The Oslo Shootings: How Cable Networks Turn News Into Entertainment

Whenever something horrific happens, the cable news networks drop whatever they’re doing and devote all their airtime to this one event. Within hours, they’re on location, interviewing authorities and people who lived through the event. They give us information in real time, adding analysis and commentary as events unfold.

This was the case last night in Oslo. The news networks were there almost before the rubble hit the ground, interviewing survivors, politicians and historians, and investigating how something like this could have happened.

We watch coverage like this feeling like we’re being informed. The journalists come with their microphones and their graphics and their live-via-satellites, and we never wonder whether we’re actually learning anything.

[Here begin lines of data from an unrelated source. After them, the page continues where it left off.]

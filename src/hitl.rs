//! HITLGate — the pre-execution decision table that decides whether a
//! turn proceeds or suspends for a human reply (spec §4.6).
//!
//! Mirrors the teacher's `ApprovalQueue` shape (a timeout-bearing pending
//! request plus a deterministic expiry check) but
//! trades the oneshot-channel wait for the orchestrator's
//! checkpoint/resume cycle: rather than blocking a task, the gate returns
//! a value the orchestrator persists and later re-enters with the user's
//! reply.

use std::sync::Arc;
use std::time::Duration;

use chrono::{DateTime, Utc};
use tracing::warn;

use crate::llm::{ChatMessage, CompletionRequest, LlmGateway};
use crate::routing::RoutingHint;
use crate::types::{
    DisambiguationContext, HitlCheck, HitlReason, Language, MissingField, PlanOutput,
    ResolutionCandidate, ResolutionOutput, RiskLevel,
};

/// Default pending-interrupt timeout (spec §4.6: "default 15 minutes").
pub const DEFAULT_TIMEOUT: Duration = Duration::from_secs(15 * 60);

pub struct HitlGate {
    gateway: Arc<dyn LlmGateway>,
    model: String,
    timeout: Duration,
    confidence_threshold: f64,
}

impl HitlGate {
    pub fn new(gateway: Arc<dyn LlmGateway>, model: impl Into<String>, confidence_threshold: f64) -> Self {
        Self { gateway, model: model.into(), timeout: DEFAULT_TIMEOUT, confidence_threshold }
    }

    pub fn with_timeout(gateway: Arc<dyn LlmGateway>, model: impl Into<String>, confidence_threshold: f64, timeout: Duration) -> Self {
        Self { gateway, model: model.into(), timeout, confidence_threshold }
    }

    pub fn timeout(&self) -> Duration {
        self.timeout
    }

    /// True once `interrupted_at + timeout` has passed (spec §4.6 Timeout).
    pub fn is_expired(&self, interrupted_at: DateTime<Utc>, now: DateTime<Utc>) -> bool {
        let elapsed = now.signed_duration_since(interrupted_at);
        let timeout_td = chrono::TimeDelta::from_std(self.timeout).unwrap_or_else(|_| chrono::TimeDelta::seconds(900));
        elapsed > timeout_td
    }

    /// Run the decision table against a freshly-produced [`PlanOutput`]
    /// (spec §4.6 decision table, rows 1-5, checked in priority order).
    pub async fn check_plan(&self, plan: &PlanOutput, raw_message: &str, language: Language, routing: &[RoutingHint]) -> HitlCheck {
        if plan.missing_fields.contains(&MissingField::IntentUnclear) {
            let details = self.clarification_question(raw_message, language, routing, "the request's intent wasn't clear").await;
            return HitlCheck {
                should_interrupt: true,
                reason: Some(HitlReason::IntentUnclear),
                details,
                missing_fields: plan.missing_fields.clone(),
                disambiguation_context: None,
            };
        }

        if plan.confidence < self.confidence_threshold {
            let details = self.clarification_question(raw_message, language, routing, "confidence in the plan was too low").await;
            return HitlCheck {
                should_interrupt: true,
                reason: Some(HitlReason::Clarification),
                details,
                missing_fields: plan.missing_fields.clone(),
                disambiguation_context: None,
            };
        }

        if !plan.missing_fields.is_empty() {
            let reason_text = format!("missing: {:?}", plan.missing_fields);
            let details = self.clarification_question(raw_message, language, routing, &reason_text).await;
            return HitlCheck {
                should_interrupt: true,
                reason: Some(HitlReason::Clarification),
                details,
                missing_fields: plan.missing_fields.clone(),
                disambiguation_context: None,
            };
        }

        if plan.risk_level == RiskLevel::High {
            return HitlCheck {
                should_interrupt: true,
                reason: Some(HitlReason::Confirmation),
                details: confirmation_template(plan, language),
                missing_fields: vec![],
                disambiguation_context: None,
            };
        }

        if plan.needs_approval {
            return HitlCheck {
                should_interrupt: true,
                reason: Some(HitlReason::Approval),
                details: approval_template(language),
                missing_fields: vec![],
                disambiguation_context: None,
            };
        }

        HitlCheck::proceed()
    }

    /// Run the decision table against an [`ResolutionOutput`] (spec §4.6
    /// rows 6-7).
    pub fn check_resolution(&self, output: &ResolutionOutput, entity_type: &str, language: Language) -> HitlCheck {
        match output {
            ResolutionOutput::Disambiguation { candidates, question, allow_multiple } => {
                let details = disambiguation_question(candidates, *allow_multiple, question, language);
                HitlCheck {
                    should_interrupt: true,
                    reason: Some(HitlReason::Disambiguation),
                    details,
                    missing_fields: vec![],
                    disambiguation_context: Some(DisambiguationContext {
                        candidates: candidates.clone(),
                        entity_type: entity_type.to_string(),
                        expires_at: Utc::now() + chrono::Duration::from_std(self.timeout).unwrap_or_else(|_| chrono::Duration::minutes(15)),
                    }),
                }
            }
            ResolutionOutput::NotFound { error, searched_for } => HitlCheck {
                should_interrupt: true,
                reason: Some(HitlReason::Clarification),
                details: not_found_template(error, searched_for, language),
                missing_fields: vec![],
                disambiguation_context: None,
            },
            ResolutionOutput::ClarifyQuery { error, suggestions, .. } => HitlCheck {
                should_interrupt: true,
                reason: Some(HitlReason::Clarification),
                details: clarify_query_template(error, suggestions, language),
                missing_fields: vec![],
                disambiguation_context: None,
            },
            ResolutionOutput::Resolved { .. } => HitlCheck::proceed(),
        }
    }

    async fn clarification_question(&self, raw_message: &str, language: Language, routing: &[RoutingHint], reason: &str) -> String {
        let top_hints: String = routing
            .iter()
            .take(3)
            .map(|h| format!("{} ({:.2})", human_label(h.capability.as_str()), h.score))
            .collect::<Vec<_>>()
            .join(", ");

        let prompt = format!(
            "The user wrote: \"{raw_message}\" (language: {language:?}). \
             Likely intents: {top_hints}. Reason a clarification is needed: {reason}. \
             Write one short, friendly question in the user's language asking for the missing detail. \
             Do not mention internal system names."
        );

        let request = CompletionRequest {
            messages: vec![ChatMessage::user(prompt)],
            model: self.model.clone(),
            temperature: 0.4,
            max_tokens: 120,
            request_id: None,
        };

        match self.gateway.complete(request).await {
            Ok(response) if !response.content.trim().is_empty() => response.content.trim().to_string(),
            _ => {
                warn!("clarification llm call failed or was empty, using template fallback");
                clarification_fallback(language)
            }
        }
    }
}

fn human_label(capability: &str) -> &'static str {
    match capability {
        "calendar" => "scheduling",
        "taskStore" => "reminders",
        "email" => "email",
        "memory" => "remembering something",
        "meta" => "assistant settings",
        _ => "general conversation",
    }
}

fn clarification_fallback(language: Language) -> String {
    match language.effective() {
        Language::He => "לא הבנתי לגמרי — תוכל/י להסביר קצת יותר?".to_string(),
        _ => "I didn't quite catch that — could you say a bit more?".to_string(),
    }
}

fn confirmation_template(plan: &PlanOutput, language: Language) -> String {
    let is_delete = plan.plan.iter().any(|s| s.action_hint.to_lowercase().contains("delete"));
    match (language.effective(), is_delete) {
        (Language::He, true) => "זו פעולת מחיקה. לאשר שתרצה/י להמשיך?".to_string(),
        (Language::He, false) => "זו פעולה עם השפעה משמעותית. לאשר?".to_string(),
        (_, true) => "This will delete something. Are you sure you want to proceed?".to_string(),
        (_, false) => "This is a higher-risk action. Should I go ahead?".to_string(),
    }
}

fn approval_template(language: Language) -> String {
    match language.effective() {
        Language::He => "הפעולה הזו דורשת את אישורך לפני שאמשיך.".to_string(),
        _ => "This action needs your approval before I continue.".to_string(),
    }
}

fn not_found_template(error: &str, searched_for: &str, language: Language) -> String {
    if error.contains("unavailable") {
        return match language.effective() {
            Language::He => "לא הצלחתי לבדוק את זה כרגע — לנסות שוב?".to_string(),
            _ => "I couldn't check that right now — want me to try again?".to_string(),
        };
    }
    match language.effective() {
        Language::He => format!("לא מצאתי התאמה ל\"{searched_for}\". אפשר לנסח אחרת?"),
        _ => format!("I couldn't find a match for \"{searched_for}\". Could you rephrase?"),
    }
}

fn clarify_query_template(error: &str, suggestions: &[String], language: Language) -> String {
    let tips = suggestions.join(" ");
    match language.effective() {
        Language::He => format!("{error} {tips}"),
        _ => format!("{error} {tips}"),
    }
}

fn disambiguation_question(candidates: &[ResolutionCandidate], allow_multiple: bool, question: &str, language: Language) -> String {
    let mut lines = vec![question.to_string()];
    for (i, c) in candidates.iter().enumerate() {
        lines.push(format!("{}. {}", i + 1, c.display_text));
    }
    if allow_multiple {
        lines.push(match language.effective() {
            Language::He => "אפשר גם לכתוב \"הכל\" לכולם.".to_string(),
            _ => "You can also reply \"all\" for every one of them.".to_string(),
        });
    }
    lines.join("\n")
}

/// Yes/no detection in both languages (spec §4.6 resume step 2).
pub fn parse_yes_no(text: &str, language: Language) -> Option<bool> {
    let normalized = text.trim().to_lowercase();
    let _ = language;
    const YES: &[&str] = &["yes", "y", "yeah", "sure", "ok", "okay", "כן", "בטח", "אוקיי"];
    const NO: &[&str] = &["no", "n", "nope", "cancel", "לא", "ביטול"];
    if YES.iter().any(|w| normalized == *w) {
        Some(true)
    } else if NO.iter().any(|w| normalized == *w) {
        Some(false)
    } else {
        None
    }
}
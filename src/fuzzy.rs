//! Deterministic fuzzy scorer used by EntityResolvers (spec §4.5, §9).
//!
//! The spec requires only that implementations produce a deterministic
//! score in `[0, 1]` over a query and an entity's searchable fields, with
//! a default floor of 0.3; algorithm choice (n-gram, normalized
//! Levenshtein, token-Jaccard) is explicitly left open. This implementation
//! combines a normalized-substring bonus with token-overlap (Jaccard),
//! which handles both "contains the same words in a different order" and
//! "one is a substring of the other" without needing an edit-distance
//! table per comparison.

use std::collections::HashSet;

/// Normalized-substring + token-overlap scorer with a configurable floor.
#[derive(Debug, Clone, Copy)]
pub struct FuzzyMatcher {
    min_score: f64,
}

impl Default for FuzzyMatcher {
    fn default() -> Self {
        Self { min_score: 0.3 }
    }
}

impl FuzzyMatcher {
    /// Build a matcher with an explicit floor (spec `FUZZY_MATCH_MIN`).
    pub fn with_threshold(min_score: f64) -> Self {
        Self { min_score }
    }

    /// The configured floor.
    pub fn threshold(&self) -> f64 {
        self.min_score
    }

    /// Score `query` against a single field, normalized to `[0, 1]`.
    pub fn score_field(&self, query: &str, field: &str) -> f64 {
        let q = normalize(query);
        let f = normalize(field);
        if q.is_empty() || f.is_empty() {
            return 0.0;
        }
        if q == f {
            return 1.0;
        }

        let substring_score = if f.contains(&q) || q.contains(&f) {
            let shorter = q.len().min(f.len()) as f64;
            let longer = q.len().max(f.len()) as f64;
            0.5 + 0.5 * (shorter / longer)
        } else {
            0.0
        };

        let token_score = token_jaccard(&q, &f);

        substring_score.max(token_score)
    }

    /// Score `query` against several searchable fields, taking the best
    /// match (spec §4.5 step 4: score over `{summary, description}`).
    pub fn score_fields(&self, query: &str, fields: &[&str]) -> f64 {
        fields
            .iter()
            .map(|f| self.score_field(query, f))
            .fold(0.0_f64, f64::max)
    }

    /// True when `score_fields` clears the configured floor.
    pub fn matches(&self, query: &str, fields: &[&str]) -> bool {
        self.score_fields(query, fields) >= self.min_score
    }
}

fn normalize(s: &str) -> String {
    s.trim().to_lowercase()
}

fn token_jaccard(a: &str, b: &str) -> f64 {
    let ta: HashSet<&str> = a.split_whitespace().collect();
    let tb: HashSet<&str> = b.split_whitespace().collect();
    if ta.is_empty() || tb.is_empty() {
        return 0.0;
    }
    let intersection = ta.intersection(&tb).count() as f64;
    let union = ta.union(&tb).count() as f64;
    if union == 0.0 {
        0.0
    } else {
        intersection / union
    }
}

#[cfg(test)]
mod tests {
    use super::*;

    #[test]
    fn exact_match_scores_one() {
        let m = FuzzyMatcher::default();
        assert_eq!(m.score_field("Meeting with Dan", "meeting with dan"), 1.0);
    }

    #[test]
    fn substring_scores_above_floor() {
        let m = FuzzyMatcher::default();
        let score = m.score_field("Dan", "Meeting with Dan about Q3");
        assert!(score > m.threshold(), "score was {score}");
    }

    #[test]
    fn disjoint_strings_score_zero() {
        let m = FuzzyMatcher::default();
        assert_eq!(m.score_field("grocery run", "quarterly board review"), 0.0);
    }

    #[test]
    fn token_overlap_beats_floor_with_reordered_words() {
        let m = FuzzyMatcher::default();
        let score = m.score_field("dan meeting", "meeting with dan");
        assert!(m.matches("dan meeting", &["meeting with dan"]));
        assert!(score >= m.threshold());
    }

    #[test]
    fn best_of_multiple_fields_is_used() {
        let m = FuzzyMatcher::default();
        let score = m.score_fields("dan", &["unrelated", "call with dan"]);
        assert!(score > 0.0);
    }
}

And over and over again, we forget that the networks don’t actually know anything more than we do. They, like us, are spectators at events that are so scattered and fragmented that it will take weeks to put them back together again.

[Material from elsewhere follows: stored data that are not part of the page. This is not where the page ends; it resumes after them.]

//! Structured logging setup using `tracing-subscriber` and `tracing-appender`.
//!
//! Two modes:
//! - **Service** ([`init`]): JSON file layer (daily rotation) + console layer,
//!   for the long-running orchestrator process that serves many concurrent
//!   user turns (spec §5). [`crate::orchestrator::PipelineOrchestrator::handle_message`]
//!   is `#[tracing::instrument]`-ed with the turn's user id, so every
//!   plan/resolve/hitl/reply event it logs can be grepped out of the shared
//!   JSON stream by the user it belongs to, the same way the teacher tags
//!   every tool invocation with `fields(tool = ...)`.
//! - **CLI** ([`init_cli`]): console-only, for the interactive demo binary.
//!
//! Both modes read their filter from `TURNKEEPER_LOG` first, falling back
//! to the ecosystem-standard `RUST_LOG`, matching this crate's own
//! `TURNKEEPER_`-prefixed env override convention ([`crate::config`]) rather
//! than assuming every operator already has `RUST_LOG` set for this service.

use std::path::Path;

use tracing_appender::non_blocking::WorkerGuard;
use tracing_subscriber::layer::SubscriberExt;
use tracing_subscriber::util::SubscriberInitExt;
use tracing_subscriber::EnvFilter;

/// Holds the non-blocking writer guard for file logging.
///
/// The [`WorkerGuard`] must be kept alive for the duration of the process.
/// Dropping it flushes pending log entries and closes the file.
pub struct LoggingGuard {
    _guard: WorkerGuard,
}

fn env_filter() -> EnvFilter {
    std::env::var("TURNKEEPER_LOG")
        .ok()
        .and_then(|v| EnvFilter::try_new(v).ok())
        .or_else(|| EnvFilter::try_from_default_env().ok())
        .unwrap_or_else(|| EnvFilter::new("info"))
}

/// Initialise logging for the long-running orchestrator process.
///
/// Writes JSON logs to `{logs_dir}/turnkeeper.log.YYYY-MM-DD` with daily
/// rotation. Also emits human-readable output to stderr. The filter is
/// read from `TURNKEEPER_LOG`, then `RUST_LOG`, defaulting to `info`.
///
/// Returns a [`LoggingGuard`] that must be kept alive for log flushing.
/// Emits one `info!` event once logging is live, so every run's log file
/// records which `logs_dir` it was initialised against.
///
/// # Errors
///
/// Returns an error if the logs directory cannot be created.
pub fn init(logs_dir: &Path) -> anyhow::Result<LoggingGuard> {
    std::fs::create_dir_all(logs_dir).map_err(|e| {
        anyhow::anyhow!(
            "failed to create logs directory {}: {e}",
            logs_dir.display()
        )
    })?;

    let file_appender = tracing_appender::rolling::daily(logs_dir, "turnkeeper.log");
    let (non_blocking, guard) = tracing_appender::non_blocking(file_appender);

    let json_layer = tracing_subscriber::fmt::layer()
        .json()
        .with_current_span(true)
        .with_writer(non_blocking);

    let console_layer = tracing_subscriber::fmt::layer().with_writer(std::io::stderr);

    tracing_subscriber::registry()
        .with(env_filter())
        .with(json_layer)
        .with(console_layer)
        .init();

    tracing::info!(logs_dir = %logs_dir.display(), "structured logging initialized");

    Ok(LoggingGuard { _guard: guard })
}

/// Initialise minimal logging for the CLI demo transport.
///
/// Emits human-readable output to stderr only. No file rotation. The
/// filter is read from `TURNKEEPER_LOG`, then `RUST_LOG`, defaulting to
/// `info`.
pub fn init_cli() {
    tracing_subscriber::fmt()
        .with_env_filter(env_filter())
        .with_writer(std::io::stderr)
        .init();
}

#[cfg(test)]
mod tests {
    use super::*;

    #[test]
    fn env_filter_defaults_to_info_when_unset() {
        std::env::remove_var("TURNKEEPER_LOG");
        std::env::remove_var("RUST_LOG");
        assert_eq!(env_filter().to_string(), "info");
    }
}
//! Checkpoint store — persists [`PipelineState`] across an interrupt
//! boundary (spec §6, §7, §4.7).
//!
//! Keyed by `(userId, turnId)`. The default implementation is an in-memory
//! map guarded by a `std::sync::Mutex` with an explicit `sweep_expired`
//! pass, the same shape as the approval-queue's pending-request map with
//! its periodic `cleanup_expired` sweep — here driven by access-time LRU
//! plus a fixed TTL (default 30 minutes) instead of a per-request timeout.

use std::collections::HashMap;
use std::sync::Mutex;
use std::time::Duration;

use chrono::{DateTime, Utc};
use thiserror::Error;

use crate::types::PipelineState;

/// Composite key identifying one in-flight (possibly suspended) turn.
#[derive(Debug, Clone, PartialEq, Eq, Hash)]
pub struct CheckpointKey {
    pub user_id: String,
    pub turn_id: String,
}

impl CheckpointKey {
    pub fn new(user_id: impl Into<String>, turn_id: impl Into<String>) -> Self {
        Self {
            user_id: user_id.into(),
            turn_id: turn_id.into(),
        }
    }
}

/// Errors a checkpoint store can report.
#[derive(Debug, Error)]
pub enum CheckpointError {
    #[error("checkpoint store poisoned")]
    Poisoned,
}

/// Pluggable checkpoint persistence (spec §6).
pub trait CheckpointStore: Send + Sync {
    fn save(&self, key: &CheckpointKey, state: PipelineState) -> Result<(), CheckpointError>;
    fn load(&self, key: &CheckpointKey) -> Result<Option<PipelineState>, CheckpointError>;
    fn delete(&self, key: &CheckpointKey) -> Result<(), CheckpointError>;
}

struct Entry {
    state: PipelineState,
    last_touched: DateTime<Utc>,
}

/// Default in-process implementation: a map with LRU eviction over
/// `max_entries` and a TTL of inactivity (spec §6 default: 30 minutes).
pub struct InMemoryCheckpointStore {
    entries: Mutex<HashMap<CheckpointKey, Entry>>,
    ttl: Duration,
    max_entries: usize,
}

impl InMemoryCheckpointStore {
    pub fn new(ttl: Duration, max_entries: usize) -> Self {
        Self {
            entries: Mutex::new(HashMap::new()),
            ttl,
            max_entries,
        }
    }

    /// The spec default: 30-minute TTL, unbounded-in-practice but capped
    /// to a generous number of entries so a pathological client can't
    /// grow the map forever.
    pub fn with_default_policy() -> Self {
        Self::new(Duration::from_secs(30 * 60), 10_000)
    }

    /// Number of checkpoints currently held.
    pub fn len(&self) -> usize {
        self.entries.lock().map(|m| m.len()).unwrap_or(0)
    }

    pub fn is_empty(&self) -> bool {
        self.len() == 0
    }

    /// Remove entries whose last access exceeds the TTL. Returns the
    /// number removed. Intended to run on a periodic background tick
    /// (spec_full §11 idle-sweep task).
    pub fn sweep_expired(&self) -> usize {
        let now = Utc::now();
        let ttl = chrono::TimeDelta::from_std(self.ttl)
            .unwrap_or_else(|_| chrono::TimeDelta::minutes(30));
        let mut guard = match self.entries.lock() {
            Ok(g) => g,
            Err(_) => return 0,
        };
        let expired: Vec<CheckpointKey> = guard
            .iter()
            .filter(|(_, e)| now.signed_duration_since(e.last_touched) > ttl)
            .map(|(k, _)| k.clone())
            .collect();
        let count = expired.len();
        for key in expired {
            guard.remove(&key);
        }
        count
    }

    fn evict_lru_if_full(&self, guard: &mut HashMap<CheckpointKey, Entry>) {
        if guard.len() < self.max_entries {
            return;
        }
        if let Some(oldest_key) = guard
            .iter()
            .min_by_key(|(_, e)| e.last_touched)
            .map(|(k, _)| k.clone())
        {
            guard.remove(&oldest_key);
        }
    }
}

impl CheckpointStore for InMemoryCheckpointStore {
    fn save(&self, key: &CheckpointKey, state: PipelineState) -> Result<(), CheckpointError> {
        let mut guard = self.entries.lock().map_err(|_| CheckpointError::Poisoned)?;
        if !guard.contains_key(key) {
            self.evict_lru_if_full(&mut guard);
        }
        guard.insert(
            key.clone(),
            Entry {
                state,
                last_touched: Utc::now(),
            },
        );
        Ok(())
    }

    fn load(&self, key: &CheckpointKey) -> Result<Option<PipelineState>, CheckpointError> {
        let mut guard = self.entries.lock().map_err(|_| CheckpointError::Poisoned)?;
        if let Some(entry) = guard.get_mut(key) {
            entry.last_touched = Utc::now();
            Ok(Some(entry.state.clone()))
        } else {
            Ok(None)
        }
    }

    fn delete(&self, key: &CheckpointKey) -> Result<(), CheckpointError> {
        let mut guard = self.entries.lock().map_err(|_| CheckpointError::Poisoned)?;
        guard.remove(key);
        Ok(())
    }
}

#[cfg(test)]
mod tests {
    use super::*;
    use crate::types::{InputContext, Language, UserCapabilities, UserContext};

    fn sample_state() -> PipelineState {
        PipelineState::new(
            UserContext {
                id: "u1".to_string(),
                phone: "+100".to_string(),
                language: Language::En,
                capabilities: UserCapabilities::default(),
            },
            InputContext {
                message: "hi".to_string(),
                enhanced_message: None,
                request_id: "r1".to_string(),
            },
            Utc::now(),
        )
    }

    #[test]
    fn save_then_load_roundtrips() {
        let store = InMemoryCheckpointStore::with_default_policy();
        let key = CheckpointKey::new("u1", "t1");
        store.save(&key, sample_state()).unwrap();
        let loaded = store.load(&key).unwrap();
        assert!(loaded.is_some());
        assert_eq!(loaded.unwrap().user.id, "u1");
    }

    #[test]
    fn load_missing_key_returns_none() {
        let store = InMemoryCheckpointStore::with_default_policy();
        let key = CheckpointKey::new("u1", "missing");
        assert!(store.load(&key).unwrap().is_none());
    }

    #[test]
    fn delete_removes_entry() {
        let store = InMemoryCheckpointStore::with_default_policy();
        let key = CheckpointKey::new("u1", "t1");
        store.save(&key, sample_state()).unwrap();
        store.delete(&key).unwrap();
        assert!(store.load(&key).unwrap().is_none());
    }

    #[test]
    fn sweep_expired_removes_stale_entries() {
        let store = InMemoryCheckpointStore::new(Duration::from_secs(0), 10);
        let key = CheckpointKey::new("u1", "t1");
        store.save(&key, sample_state()).unwrap();
        std::thread::sleep(std::time::Duration::from_millis(5));
        let removed = store.sweep_expired();
        assert_eq!(removed, 1);
        assert!(store.is_empty());
    }

    #[test]
    fn lru_eviction_drops_oldest_when_full() {
        let store = InMemoryCheckpointStore::new(Duration::from_secs(1800), 2);
        store
            .save(&CheckpointKey::new("u1", "t1"), sample_state())
            .unwrap();
        std::thread::sleep(std::time::Duration::from_millis(2));
        store
            .save(&CheckpointKey::new("u1", "t2"), sample_state())
            .unwrap();
        std::thread::sleep(std::time::Duration::from_millis(2));
        store
            .save(&CheckpointKey::new("u1", "t3"), sample_state())
            .unwrap();
        assert_eq!(store.len(), 2);
        assert!(store.load(&CheckpointKey::new("u1", "t1")).unwrap().is_none());
    }
}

The fundamental problem with the ‘breaking news’ model as currently practiced is that in the first hours and days after a violent event (and it’s always a violent event that gets this coverage), there’s barely any information available. In most cases the police don’t even know exactly what happened until a few days afterwards, and even then they’re basically trying to put a ship together inside a bottle.

In the case of the Oslo shootings, the confirmed information available between 5pm and midnight last night could have filled up about three paragraphs of newsprint. The shooting and the explosion were confirmed, but no one had any idea of who orchestrated them or why.

But the networks have to demonstrate not only the gravity of the event, but their own. So they speculate. They discuss unsubstantiated rumors. They interview ‘experts’ who have no more information than anyone else. Could it have been al-Qaeda? Who are the extremists in Norway? Why was the Labor Party targeted? They have a surplus of attention and a deficit of information, so they bounce maybes back and forth.

In other words, they do everything you would expect from an organization interested in keeping you watching. An organization interested in genuinely informing you, on the other hand, would accept that without good information or context, the most responsible thing is to shut the fuck up and let the professionals do their jobs.

That doesn’t just mean the cops. If all the reporters CNN sends to Oslo had the time or the inclination to do some actual reporting, they might shed some light on an aspect of this event we didn’t know before. But under the current model, they’re too busy standing in front of the rubble with a microphone to find out anything we’ll remember past the commercial break.

It takes days and weeks for reliable information to come out of a tragedy like last night’s. Until we get there, what we’re watching isn’t news, it’s entertainment.